_Saved entries_
┏━━
use std::{sync::Arc, thread, time::Duration};

use dragonos_vt::{
    driver::{
        keyboard::keymap::K_DACUTE,
        keyboard::kbd::VcKbdModeType,
        tty::virtual_terminal::{
            virtual_console::VirtualConsoleIntensity,
            vt_config::VtConfig,
            vt_ioctl::{IoctlArg, IoctlContext, IoctlRet, KbEntry, VtIoctlCmd, VtModeArg},
            SwitchOutcome, VirtualTerminal, VtMode, VtManager,
        },
        video::console::vgacon::VgaConsole,
    },
    ipc::signal::Signal,
    process::{Pid, ProcessTable},
    SystemError,
};

const KEY_APOSTROPHE: u8 = 40;
const KEY_E: u8 = 18;
const KEY_X: u8 = 45;
const KEY_SPACE: u8 = 57;

struct Rig {
    procs: Arc<ProcessTable>,
    vga: Arc<VgaConsole>,
    manager: Arc<VtManager>,
    vt: Arc<VirtualTerminal>,
}

fn rig(cols: usize, rows: usize, consoles: usize) -> Rig {
    let _ = env_logger::builder().is_test(true).try_init();
    let procs = Arc::new(ProcessTable::new());
    let config = VtConfig {
        cols,
        rows,
        ..VtConfig::default()
    };
    let manager = Arc::new(VtManager::new(config, procs.clone()));
    let vga = Arc::new(VgaConsole::new(cols, rows));
    let vt = manager.register_display(vga.clone(), 0, consoles).unwrap();
    Rig {
        procs,
        vga,
        manager,
        vt,
    }
}

fn cursor(vt: &VirtualTerminal, num: usize) -> (usize, usize) {
    vt.with_console(num, |vc| (vc.state.y, vc.state.x)).unwrap()
}

fn take_process_control(rig: &Rig, pid: Pid, console: usize) -> IoctlContext {
    rig.procs.spawn(pid);
    let ctx = IoctlContext::new(pid);
    let mode = VtModeArg {
        mode: VtMode::VT_PROCESS,
        waitv: 0,
        relsig: Signal::SIGUSR1.number() as i16,
        acqsig: Signal::SIGUSR2.number() as i16,
        frsig: 0,
    };
    rig.manager
        .vt_ioctl(&ctx, console, VtIoctlCmd::VT_SETMODE, IoctlArg::Mode(mode))
        .unwrap();
    ctx
}

#[test]
fn test_cursor_position_is_clamped() {
    let rig = rig(80, 24, 2);
    rig.vt.con_write(0, b"\x1b[10;5H").unwrap();
    assert_eq!(cursor(&rig.vt, 0), (9, 4));
    assert_eq!(rig.vga.cursor(), Some((4, 9)));

    rig.vt.con_write(0, b"\x1b[99;200H").unwrap();
    assert_eq!(cursor(&rig.vt, 0), (23, 79));
    rig.vt.con_write(0, b"\x1b[0;0H").unwrap();
    assert_eq!(cursor(&rig.vt, 0), (0, 0));
}

#[test]
fn test_clear_is_idempotent() {
    let rig = rig(80, 24, 2);
    rig.vt.con_write(0, b"one\r\ntwo\r\nthree\x1b[2;2H").unwrap();
    rig.vt.con_write(0, b"\x1b[J").unwrap();
    let once = rig.vt.with_console(0, |vc| vc.screen_buf.clone()).unwrap();
    rig.vt.con_write(0, b"\x1b[J").unwrap();
    let twice = rig.vt.with_console(0, |vc| vc.screen_buf.clone()).unwrap();
    assert_eq!(once, twice);
    assert_eq!(rig.vga.row_text(0), "one");
    assert_eq!(rig.vga.row_text(1), "t");
    assert_eq!(rig.vga.row_text(2), "");
}

#[test]
fn test_save_restore_cursor() {
    let rig = rig(80, 24, 2);
    rig.vt.con_write(0, b"\x1b[5;7H\x1b[1;4m\x1b7").unwrap();
    // 中间的查询不改变状态
    rig.vt
        .con_write(0, b"\x1b[1;1H\x1b[0m\x1b[6n\x1b[c\x1b8")
        .unwrap();
    assert_eq!(cursor(&rig.vt, 0), (4, 6));
    let (intensity, underline) = rig
        .vt
        .with_console(0, |vc| (vc.state.intensity, vc.state.underline))
        .unwrap();
    assert_eq!(intensity, VirtualConsoleIntensity::Bold);
    assert!(underline);
    // 查询的应答进入输入队列
    let input = rig.vt.take_input(0).unwrap();
    assert!(input.starts_with(b"\x1b[1;1R"));
}

#[test]
fn test_autowrap_without_blank_line() {
    let rig = rig(80, 24, 2);
    let line = vec![b'a'; 80];
    rig.vt.con_write(0, &line).unwrap();
    // 写满一行后光标停在行尾，等待下一个字符
    assert_eq!(cursor(&rig.vt, 0), (0, 79));
    rig.vt.con_write(0, b"b").unwrap();
    assert_eq!(rig.vga.row_text(0), "a".repeat(80));
    assert_eq!(rig.vga.row_text(1), "b");
    assert_eq!(cursor(&rig.vt, 0), (1, 1));
}

#[test]
fn test_switch_vetoed_until_reldisp() {
    let rig = rig(80, 25, 4);
    rig.vt.vc_allocate(2).unwrap();
    let owner = Pid::new(1234);
    let ctx = take_process_control(&rig, owner, 0);

    assert_eq!(
        rig.vt.change_console(2).unwrap(),
        SwitchOutcome::PendingRelease
    );
    assert_eq!(rig.vt.fg_console(), 0);
    assert_eq!(rig.procs.take_signals(owner), vec![Signal::SIGUSR1]);
    assert_eq!(rig.vt.with_console(0, |vc| vc.vt_newvt).unwrap(), 2);

    // 只有控制进程本身可以确认
    let stranger = IoctlContext::new(Pid::new(4321));
    assert_eq!(
        rig.manager
            .vt_ioctl(&stranger, 0, VtIoctlCmd::VT_RELDISP, IoctlArg::Int(1)),
        Err(SystemError::EPERM)
    );
    assert_eq!(rig.vt.fg_console(), 0);

    assert_eq!(
        rig.manager
            .vt_ioctl(&ctx, 0, VtIoctlCmd::VT_RELDISP, IoctlArg::Int(1)),
        Ok(IoctlRet::None)
    );
    assert_eq!(rig.vt.fg_console(), 2);
    assert_eq!(rig.vt.with_console(0, |vc| vc.vt_newvt).unwrap(), -1);
}

#[test]
fn test_dead_controller_is_recovered() {
    let rig = rig(80, 25, 4);
    rig.vt.vc_allocate(1).unwrap();
    let owner = Pid::new(1234);
    take_process_control(&rig, owner, 0);
    rig.procs.exit(owner);

    assert_eq!(rig.vt.change_console(1).unwrap(), SwitchOutcome::Completed);
    assert_eq!(rig.vt.fg_console(), 1);
    let (mode, pid) = rig
        .vt
        .with_console(0, |vc| (vc.vt_mode.mode, vc.vt_pid))
        .unwrap();
    assert_eq!(mode, VtMode::Auto);
    assert_eq!(pid, None);
}

#[test]
fn test_dead_key_composition() {
    let rig = rig(80, 25, 2);
    let ctx = IoctlContext::new(Pid::new(1));
    rig.manager
        .vt_ioctl(
            &ctx,
            0,
            VtIoctlCmd::KDSKBMODE,
            IoctlArg::Int(VcKbdModeType::K_XLATE),
        )
        .unwrap();
    let entry = KbEntry {
        kb_table: 0,
        kb_index: KEY_APOSTROPHE,
        kb_value: K_DACUTE,
    };
    rig.manager
        .vt_ioctl(&ctx, 0, VtIoctlCmd::KDSKBENT, IoctlArg::KbEntry(entry))
        .unwrap();

    let tap = |key: u8| {
        rig.vt.handle_keycode(key, true);
        rig.vt.handle_keycode(key, false);
    };
    tap(KEY_APOSTROPHE);
    tap(KEY_E);
    assert_eq!(rig.vt.take_input(0).unwrap(), vec![0xe9]);
    tap(KEY_APOSTROPHE);
    tap(KEY_SPACE);
    assert_eq!(rig.vt.take_input(0).unwrap(), b"'".to_vec());
    tap(KEY_APOSTROPHE);
    tap(KEY_X);
    assert_eq!(rig.vt.take_input(0).unwrap(), b"'x".to_vec());
}

#[test]
fn test_waitactive_woken_by_switch() {
    let rig = rig(80, 25, 4);
    rig.vt.vc_allocate(3).unwrap();
    let manager = rig.manager.clone();
    let waiter = thread::spawn(move || {
        let ctx = IoctlContext::new(Pid::new(1));
        manager.vt_ioctl(&ctx, 0, VtIoctlCmd::VT_WAITACTIVE, IoctlArg::Int(4))
    });
    thread::sleep(Duration::from_millis(50));
    let ctx = IoctlContext::new(Pid::new(1));
    rig.manager
        .vt_ioctl(&ctx, 0, VtIoctlCmd::VT_ACTIVATE, IoctlArg::Int(4))
        .unwrap();
    assert_eq!(waiter.join().unwrap(), Ok(IoctlRet::None));
    assert_eq!(rig.vt.fg_console(), 3);
}

#[test]
fn test_waitactive_cancelled() {
    let rig = rig(80, 25, 4);
    let ctx = IoctlContext::new(Pid::new(1));
    let cancel = ctx.cancel.clone();
    let manager = rig.manager.clone();
    let waiter = thread::spawn(move || {
        manager.vt_ioctl(&ctx, 0, VtIoctlCmd::VT_WAITACTIVE, IoctlArg::Int(3))
    });
    thread::sleep(Duration::from_millis(50));
    cancel.cancel();
    assert_eq!(waiter.join().unwrap(), Err(SystemError::EINTR));
}

#[test]
fn test_background_output_stays_off_screen() {
    let rig = rig(80, 25, 4);
    rig.vt.con_write(0, b"front").unwrap();
    rig.vt.open_console(1).unwrap();
    rig.vt.con_write(1, b"back\r\nground").unwrap();
    assert_eq!(rig.vga.row_text(0), "front");
    assert_eq!(rig.vga.row_text(1), "");
    assert_eq!(
        rig.vt.with_console(1, |vc| vc.row_text(1)).unwrap(),
        "ground"
    );

    rig.vt.change_console(1).unwrap();
    assert_eq!(rig.vga.row_text(0), "back");
    assert_eq!(rig.vga.row_text(1), "ground");
    rig.vt.change_console(0).unwrap();
    assert_eq!(rig.vga.row_text(0), "front");
}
┗━━
_Exercise directions_
Whenever a line of the data above includes the word "number", copy that line.

_Reply_
        relsig: Signal::SIGUSR1.number() as i16,
        acqsig: Signal::SIGUSR2.number() as i16,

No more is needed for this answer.